Why is rounding necessary?

What happens when we write the following Julia code?

julia> x = 0.1
0.1

This appears to store the value 0.1 in a variable x of type Float64. In fact, however, it stores a slightly different number, since 0.1 cannot be represented exactly in binary floating point arithmetic, at any precision.

The true value that is actually stored in the variable can be conveniently determined in Julia using arbitrary-precision arithmetic with BigFloats:

julia> big(0.1)
1.000000000000000055511151231257827021181583404541015625000000000000000000000000e-01

So, in fact, the Julia float 0.1 refers to a real number that is slightly greater than 0.1. By default, such calculations are done in round-to-nearest mode (RoundNearest); i.e., the nearest representable floating-point number to 0.1 is used.

[Recall that to get a BigFloat that is as close as possible to the true 0.1, you can use a special string macro:

julia> big"0.1"
1.000000000000000000000000000000000000000000000000000000000000000000000000000002e-01

]

Suppose that we create a thin interval, containing just the floating-point number 0.1:

julia> II = Interval(0.1)
[0.1, 0.100001]

julia> showall(II)
Interval(0.1, 0.1)

It looks like II contains (the true) 0.1, but from the above discussion we see that it does not. In order to contain 0.1, the end-points of the interval must be rounded outwards ("directed rounding"): the lower bound is rounded down, and the upper bound is rounded up.

This rounding is handled by the @interval macro, which generates correctly-rounded intervals:

julia> a = @interval(0.1)
[0.0999999, 0.100001]

The true 0.1 is now correctly contained in the intervals, so that any calculations on these intervals will contain the true result of calculating with 0.1. For example, if we define

julia> f(x) = 2x + 0.2

then we can apply the function f to the interval a to obtain

julia> f(a)
[0.399999, 0.400001]

julia> showall(f(a))
Interval(0.39999999999999997, 0.4)

The result correctly contains the true 0.4.

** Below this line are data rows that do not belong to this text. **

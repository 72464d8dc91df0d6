//! Newtype wrappers for identifiers to ensure type safety.

use serde::{Deserialize, Serialize};
use std::fmt;
use uuid::Uuid;

/// Prefix carried by every locally generated message identifier.
pub const TEMP_ID_PREFIX: &str = "temp_";

/// Identifier of a message in the timeline.
///
/// Either a temporary token minted for a local echo (see [`MessageId::temporary`])
/// or a durable identifier assigned by the server. Server ids are always held
/// as strings, even when the wire carried a number.
#[derive(Debug, Clone, PartialEq, Eq, Hash, Serialize, Deserialize)]
pub struct MessageId(String);

impl MessageId {
    /// Create a new MessageId from a string.
    pub fn new(id: impl Into<String>) -> Self {
        Self(id.into())
    }

    /// Generate a temporary id for a local echo.
    ///
    /// The token is time-based (`millis`) and carries a random suffix, so two
    /// echoes appended in the same millisecond never collide.
    pub fn temporary(millis: i64) -> Self {
        let suffix = Uuid::new_v4().simple().to_string();
        Self(format!("{}{}_{}", TEMP_ID_PREFIX, millis, &suffix[..12]))
    }

    /// Returns true if this id was minted locally and has not been replaced yet.
    pub fn is_temporary(&self) -> bool {
        self.0.starts_with(TEMP_ID_PREFIX)
    }

    /// Returns true if this id was assigned by the server.
    pub fn is_durable(&self) -> bool {
        !self.is_temporary()
    }

    /// Get the inner string reference.
    pub fn as_str(&self) -> &str {
        &self.0
    }

    /// Consume and return the inner string.
    pub fn into_inner(self) -> String {
        self.0
    }
}

impl fmt::Display for MessageId {
    fn fmt(&self, f: &mut fmt::Formatter<'_>) -> fmt::Result {
        write!(f, "{}", self.0)
    }
}

impl From<String> for MessageId {
    fn from(s: String) -> Self {
        Self(s)
    }
}

impl From<&str> for MessageId {
    fn from(s: &str) -> Self {
        Self(s.to_owned())
    }
}

/// Visitor session identifier, stable per visitor per site.
#[derive(Debug, Clone, PartialEq, Eq, Hash, Serialize, Deserialize)]
pub struct SessionId(String);

impl SessionId {
    /// Create a new SessionId from a string.
    pub fn new(id: impl Into<String>) -> Self {
        Self(id.into())
    }

    /// Generate a new random SessionId stamped with its creation time.
    pub fn generate(created_at_ms: i64) -> Self {
        Self(format!("sess_{}_{}", Uuid::new_v4().simple(), created_at_ms))
    }

    /// Get the inner string reference.
    pub fn as_str(&self) -> &str {
        &self.0
    }

    /// Consume and return the inner string.
    pub fn into_inner(self) -> String {
        self.0
    }
}

impl fmt::Display for SessionId {
    fn fmt(&self, f: &mut fmt::Formatter<'_>) -> fmt::Result {
        write!(f, "{}", self.0)
    }
}

impl From<String> for SessionId {
    fn from(s: String) -> Self {
        Self(s)
    }
}

impl From<&str> for SessionId {
    fn from(s: &str) -> Self {
        Self(s.to_owned())
    }
}

/// Server-assigned conversation identifier.
#[derive(Debug, Clone, PartialEq, Eq, Hash, Serialize, Deserialize)]
pub struct ConversationId(String);

impl ConversationId {
    /// Create a new ConversationId from a string.
    pub fn new(id: impl Into<String>) -> Self {
        Self(id.into())
    }

    /// Get the inner string reference.
    pub fn as_str(&self) -> &str {
        &self.0
    }

    /// Consume and return the inner string.
    pub fn into_inner(self) -> String {
        self.0
    }
}

impl fmt::Display for ConversationId {
    fn fmt(&self, f: &mut fmt::Formatter<'_>) -> fmt::Result {
        write!(f, "{}", self.0)
    }
}

impl From<String> for ConversationId {
    fn from(s: String) -> Self {
        Self(s)
    }
}

impl From<&str> for ConversationId {
    fn from(s: &str) -> Self {
        Self(s.to_owned())
    }
}

/// Tenant key namespacing everything a deployed site persists.
#[derive(Debug, Clone, PartialEq, Eq, Hash, Serialize, Deserialize)]
pub struct SiteKey(String);

impl SiteKey {
    /// Create a new SiteKey from a string.
    pub fn new(key: impl Into<String>) -> Self {
        Self(key.into())
    }

    /// Get the inner string reference.
    pub fn as_str(&self) -> &str {
        &self.0
    }

    /// Storage key for an entry scoped to this site.
    pub fn scoped(&self, entry: &str) -> String {
        format!("innchat:{}:{}", self.0, entry)
    }
}

impl fmt::Display for SiteKey {
    fn fmt(&self, f: &mut fmt::Formatter<'_>) -> fmt::Result {
        write!(f, "{}", self.0)
    }
}

impl From<&str> for SiteKey {
    fn from(s: &str) -> Self {
        Self(s.to_owned())
    }
}
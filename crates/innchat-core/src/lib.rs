//! InnChat Core Domain Types
//!
//! This crate contains the chat widget's synchronization logic with no
//! dependencies on:
//! - Network/HTTP
//! - Durable storage
//! - Runtime specifics
//!
//! Every function here takes the current time as an argument, so the whole
//! merge/cursor/lifecycle model can be driven deterministically in tests.

pub mod cursor;
pub mod error;
pub mod guard;
pub mod ids;
pub mod lifecycle;
pub mod message;
pub mod reconcile;
pub mod status;
pub mod timeline;

// Re-export commonly used types
pub use cursor::Cursor;
pub use error::CoreError;
pub use guard::SendGuard;
pub use ids::{ConversationId, MessageId, SessionId, SiteKey};
pub use lifecycle::{LeadCapture, LeadForm, LeadInfo, Lifecycle, WidgetState};
pub use message::Message;
pub use reconcile::{reconcile, ReconcileOptions};
pub use status::{DeliveryStatus, Direction};
pub use timeline::{MergeSummary, Timeline};
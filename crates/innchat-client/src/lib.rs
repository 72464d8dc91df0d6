//! REST transport for the InnChat widget.
//!
//! Provides the [`Transport`] seam the widget talks through, an HTTP
//! implementation of it, and the wire types that normalize loose server
//! payloads into strict [`innchat_core::Message`]s.

pub mod error;
pub mod http;
pub mod transport;
pub mod wire;

pub use error::ClientError;
pub use http::HttpClient;
pub use transport::Transport;
pub use wire::{FetchQuery, OutboundMessage, RawMessage, SendReceipt};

More detail: the internal representation

Let's look at the internal representation of the Float64 number 0.1:

julia> bits(0.1)
"0011111110111001100110011001100110011001100110011001100110011010"

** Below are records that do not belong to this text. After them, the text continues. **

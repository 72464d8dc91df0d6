//! Widget lifecycle state machine and lead capture.

use std::fmt;
use std::sync::LazyLock;

use regex::Regex;
use serde::{Deserialize, Serialize};

use crate::CoreError;

static EMAIL_PATTERN: LazyLock<Regex> =
    LazyLock::new(|| Regex::new(r"^[^\s@]+@[^\s@]+\.[^\s@]+$").expect("valid email pattern"));

/// Visible state of the chat widget.
#[derive(Debug, Clone, Copy, Default, PartialEq, Eq, Hash, Serialize, Deserialize)]
#[serde(rename_all = "snake_case")]
pub enum WidgetState {
    /// Mounted but not shown yet.
    #[default]
    Hidden,
    /// Launcher shown, chat surface collapsed.
    Visible,
    /// Lead form shown before chatting.
    Gated,
    /// Chat surface open and polling.
    Active,
    /// Conversation closed by an agent. Terminal.
    Closed,
}

impl WidgetState {
    /// Returns true for the terminal state.
    pub fn is_terminal(&self) -> bool {
        matches!(self, Self::Closed)
    }
}

impl fmt::Display for WidgetState {
    fn fmt(&self, f: &mut fmt::Formatter<'_>) -> fmt::Result {
        let name = match self {
            Self::Hidden => "hidden",
            Self::Visible => "visible",
            Self::Gated => "gated",
            Self::Active => "active",
            Self::Closed => "closed",
        };
        f.write_str(name)
    }
}

/// Which visitor details a deployment requires before chatting.
#[derive(Debug, Clone, Copy, Default, PartialEq, Eq, Serialize, Deserialize)]
#[serde(rename_all = "snake_case")]
pub enum LeadCapture {
    #[default]
    None,
    Name,
    Email,
    NameAndEmail,
}

impl LeadCapture {
    /// Returns true if the gate form must be shown.
    pub fn is_required(&self) -> bool {
        !matches!(self, Self::None)
    }

    fn needs_name(&self) -> bool {
        matches!(self, Self::Name | Self::NameAndEmail)
    }

    fn needs_email(&self) -> bool {
        matches!(self, Self::Email | Self::NameAndEmail)
    }
}

/// Raw lead form input.
#[derive(Debug, Clone, Default, PartialEq, Eq)]
pub struct LeadForm {
    pub name: String,
    pub email: String,
}

/// Validated visitor details, attached to outbound messages.
#[derive(Debug, Clone, Default, PartialEq, Eq, Serialize, Deserialize)]
pub struct LeadInfo {
    pub name: Option<String>,
    pub email: Option<String>,
}

impl LeadForm {
    /// Create a form from raw input.
    pub fn new(name: impl Into<String>, email: impl Into<String>) -> Self {
        Self {
            name: name.into(),
            email: email.into(),
        }
    }

    /// Validate against the requirement. Optional fields are kept when filled in.
    pub fn validate(&self, capture: LeadCapture) -> Result<LeadInfo, CoreError> {
        let name = self.name.trim();
        let email = self.email.trim();

        if capture.needs_name() && name.is_empty() {
            return Err(CoreError::InvalidInput("name is required".to_string()));
        }
        if capture.needs_email() && email.is_empty() {
            return Err(CoreError::InvalidInput("email is required".to_string()));
        }
        if !email.is_empty() && !EMAIL_PATTERN.is_match(email) {
            return Err(CoreError::InvalidInput(format!(
                "'{}' is not a valid email address",
                email
            )));
        }

        Ok(LeadInfo {
            name: (!name.is_empty()).then(|| name.to_string()),
            email: (!email.is_empty()).then(|| email.to_string()),
        })
    }
}

/// Lifecycle state machine.
///
/// `Hidden -> Visible -> [Gated] -> Active -> Closed`, with `Active` and
/// `Gated` collapsing back to `Visible`. `Closed` never reverts.
#[derive(Debug, Clone, Default)]
pub struct Lifecycle {
    state: WidgetState,
    capture: LeadCapture,
    lead: Option<LeadInfo>,
}

impl Lifecycle {
    /// Create a hidden widget with the given gate requirement.
    pub fn new(capture: LeadCapture) -> Self {
        Self {
            state: WidgetState::Hidden,
            capture,
            lead: None,
        }
    }

    /// Current state.
    pub fn state(&self) -> WidgetState {
        self.state
    }

    /// Captured lead details, if any.
    pub fn lead(&self) -> Option<&LeadInfo> {
        self.lead.as_ref()
    }

    /// Visitor input is accepted only while the chat surface is open.
    pub fn is_input_enabled(&self) -> bool {
        self.state == WidgetState::Active
    }

    /// The poller runs only while the chat surface is open.
    pub fn should_poll(&self) -> bool {
        self.state == WidgetState::Active
    }

    /// Show the launcher after the mount delay.
    pub fn reveal(&mut self) -> Result<WidgetState, CoreError> {
        match self.state {
            WidgetState::Hidden => self.transition(WidgetState::Visible),
            other => Err(invalid(other, WidgetState::Visible)),
        }
    }

    /// Open the chat surface, going through the gate form when required.
    pub fn open(&mut self) -> Result<WidgetState, CoreError> {
        match self.state {
            WidgetState::Visible if self.capture.is_required() && self.lead.is_none() => {
                self.transition(WidgetState::Gated)
            }
            WidgetState::Visible => self.transition(WidgetState::Active),
            WidgetState::Active | WidgetState::Gated => Ok(self.state),
            other => Err(invalid(other, WidgetState::Active)),
        }
    }

    /// Submit the gate form. Stays `Gated` on validation failure.
    pub fn submit_lead(&mut self, form: &LeadForm) -> Result<WidgetState, CoreError> {
        if self.state != WidgetState::Gated {
            return Err(invalid(self.state, WidgetState::Active));
        }
        let lead = form.validate(self.capture)?;
        self.lead = Some(lead);
        self.transition(WidgetState::Active)
    }

    /// Collapse the chat surface, keeping history and identity.
    pub fn collapse(&mut self) -> Result<WidgetState, CoreError> {
        match self.state {
            WidgetState::Active | WidgetState::Gated => self.transition(WidgetState::Visible),
            WidgetState::Visible => Ok(self.state),
            other => Err(invalid(other, WidgetState::Visible)),
        }
    }

    /// An agent closed the conversation.
    pub fn close_conversation(&mut self) -> Result<WidgetState, CoreError> {
        match self.state {
            WidgetState::Closed => Ok(self.state),
            WidgetState::Hidden => Err(invalid(self.state, WidgetState::Closed)),
            _ => self.transition(WidgetState::Closed),
        }
    }

    fn transition(&mut self, to: WidgetState) -> Result<WidgetState, CoreError> {
        self.state = to;
        Ok(to)
    }
}

fn invalid(from: WidgetState, to: WidgetState) -> CoreError {
    CoreError::InvalidStateTransition {
        from: from.to_string(),
        to: to.to_string(),
    }
}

The last 53 bits of these 64 bits correspond to the binary expansion of 0.1, which is

0.000110011001100110011001100110011001100...

We see that the expansion is periodic; in fact, the binary expansion of 0.1 has an infinite repetition of the sequence of digits 1100. It is thus impossible to represent the decimal 0.1 in binary, with any precision.

The true value must be approximated by a floating-point number with fixed precision -- this procedure is called rounding. For positive numbers, rounding down may be accomplished simply by truncating the expansion; rounding up is accomplished by incrementing the final binary digit and propagating any resulting changes.